From the end of the sixteenth century through the eighteenth century, a period known as Reformed orthodoxy, Reformed baptismal theology further developed the covenantal meaning of baptism. Theologians more carefully defined the sacramental union of baptism, or the relationship between the outward washing with that which it signifies. In the high orthodox period (middle to late seventeenth century), theologians such as Hermann Witsius expanded the covenantal meaning of baptism using analogies such as Noah's Ark and the crossing of the Red Sea, which carried the theological themes of the resurrection and eternal life. This period also saw the emergence of Reformed Baptists. Reformed Baptist theologians had much in common with the Reformed, but saw baptism as a sign of the baptized's fellowship with Christ rather than a sign and seal of the covenant of grace, and as a result did not baptize their children.

===Modern===

Friedrich Schleiermacher, an influential nineteenth-century Reformed theologian, saw baptism as the way the church receives new members and taught that faith is a precondition for baptism. He was ambivalent about the practice of infant baptism, teaching that it was not an essential institution, but could be continued as long as the church was faithful in bringing children to confirmation. Schleiermacher also saw baptism as primarily individual rather than initiating one into a covenant community, and rejected the idea that baptism should be connected with Old Testament circumcision.

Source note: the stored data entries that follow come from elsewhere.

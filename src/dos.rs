// Copyright (C) 2026 Brian Johnson
//
// This program is free software; you can redistribute it and/or modify
// it under the terms of the GNU General Public License as published by
// the Free Software Foundation; either version 2 of the License, or
// (at your option) any later version.
//
// This program is distributed in the hope that it will be useful,
// but WITHOUT ANY WARRANTY; without even the implied warranty of
// MERCHANTABILITY or FITNESS FOR A PARTICULAR PURPOSE.  See the
// GNU General Public License for more details.
//
// You should have received a copy of the GNU General Public License along
// with this program; if not, write to the Free Software Foundation, Inc.,
// 51 Franklin Street, Fifth Floor, Boston, MA 02110-1301 USA.

//! Packed DOS date/time encoding and 8.3 path validation

use chrono::{Datelike, NaiveDate, NaiveDateTime, NaiveTime, Timelike};

/// Packs a date into the 16-bit DOS layout:
/// 7-bit year offset from 1980, 4-bit month, 5-bit day.
pub fn pack_date(date: NaiveDate) -> u16 {
    let year = (date.year() - 1980).clamp(0, 127) as u16;
    let month = date.month() as u16;
    let day = date.day() as u16;
    (year << 9) | (month << 5) | day
}

/// Packs a time into the 16-bit DOS layout:
/// 5-bit hour, 6-bit minute, 5-bit two-second count.
pub fn pack_time(time: NaiveTime) -> u16 {
    let hour = time.hour() as u16;
    let minute = time.minute() as u16;
    let second = (time.second() / 2) as u16; // DOS stores seconds divided by 2
    (hour << 11) | (minute << 5) | second
}

/// Expands packed DOS date and time values back into a timestamp.
/// Returns None for field values that do not form a real date.
pub fn unpack_date_time(date: u16, time: u16) -> Option<NaiveDateTime> {
    let year = 1980 + (date >> 9) as i32;
    let month = ((date >> 5) & 0xF) as u32;
    let day = (date & 0x1F) as u32;

    let hour = (time >> 11) as u32;
    let minute = ((time >> 5) & 0x3F) as u32;
    let second = ((time & 0x1F) * 2) as u32;

    NaiveDate::from_ymd_opt(year, month, day)?.and_hms_opt(hour, minute, second)
}

/// Checks that a remote path is a DOS-style path: an optional drive letter
/// followed by components of at most eight name characters and a three
/// character extension.
pub fn validate_remote_path(path: &str) -> bool {
    if path.is_empty() || !path.is_ascii() {
        return false;
    }

    let rest = match path.split_once(':') {
        Some((drive, rest)) => {
            if drive.len() != 1 || !drive.chars().next().is_some_and(|c| c.is_ascii_alphabetic()) {
                return false;
            }
            rest
        }
        None => path,
    };

    let components: Vec<&str> = rest.split(['\\', '/']).collect();
    for (index, component) in components.iter().enumerate() {
        // A leading separator (root) produces one empty component
        if component.is_empty() {
            if index == 0 {
                continue;
            }
            return false;
        }
        let (name, ext) = match component.split_once('.') {
            Some((name, ext)) => (name, Some(ext)),
            None => (*component, None),
        };
        if name.is_empty() || name.len() > 8 {
            return false;
        }
        if let Some(ext) = ext {
            if ext.is_empty() || ext.len() > 3 || ext.contains('.') {
                return false;
            }
        }
        if component.contains([' ', '\0']) {
            return false;
        }
    }
    true
}

// ============================================================================
// Tests
// ============================================================================

#[cfg(test)]
mod tests {
    use super::*;

    #[test]
    fn test_pack_date() {
        let date = NaiveDate::from_ymd_opt(2026, 8, 28).unwrap();
        assert_eq!(pack_date(date), ((2026 - 1980) << 9) | (8 << 5) | 28);

        // Epoch packs to january first with a zero year offset
        let epoch = NaiveDate::from_ymd_opt(1980, 1, 1).unwrap();
        assert_eq!(pack_date(epoch), (1 << 5) | 1);
    }

    #[test]
    fn test_pack_time() {
        let time = NaiveTime::from_hms_opt(23, 59, 58).unwrap();
        assert_eq!(pack_time(time), (23 << 11) | (59 << 5) | 29);

        let time = NaiveTime::from_hms_opt(0, 0, 1).unwrap();
        assert_eq!(pack_time(time), 0); // odd seconds round down
    }

    #[test]
    fn test_unpack_round_trip() {
        let stamp = NaiveDate::from_ymd_opt(1991, 12, 3)
            .unwrap()
            .and_hms_opt(14, 30, 44)
            .unwrap();
        let unpacked =
            unpack_date_time(pack_date(stamp.date()), pack_time(stamp.time())).unwrap();
        assert_eq!(unpacked, stamp);
    }

    #[test]
    fn test_unpack_rejects_invalid_date() {
        // Month 15 does not exist
        assert_eq!(unpack_date_time(15 << 5 | 1, 0), None);
    }

    #[test]
    fn test_validate_remote_path() {
        assert!(validate_remote_path("FILE.TXT"));
        assert!(validate_remote_path("C:\\FILE.TXT"));
        assert!(validate_remote_path("C:\\SUBDIR\\FILE.TXT"));
        assert!(validate_remote_path("C:/SUBDIR/FILE.TXT"));
        assert!(validate_remote_path("README"));
        assert!(validate_remote_path("A.C"));

        assert!(!validate_remote_path(""));
        assert!(!validate_remote_path("TOOLONGNAME.TXT"));
        assert!(!validate_remote_path("FILE.LONG"));
        assert!(!validate_remote_path("FILE..TXT"));
        assert!(!validate_remote_path("C:\\"));
        assert!(!validate_remote_path("BAD NAME.TXT"));
        assert!(!validate_remote_path("CC:\\FILE.TXT"));
    }
}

Scottish nineteenth-century Reformed theologian William Cunningham also sought to articulate a distinctively Reformed theology of baptism in the modern world. Cunningham preferred the writings of Zwingli on the sacraments, writing that Calvin and later Reformed orthodox theologians overly elevated the value of the sacraments. He argued that the efficacy of baptism only applies to adults expressing faith in the act of baptism.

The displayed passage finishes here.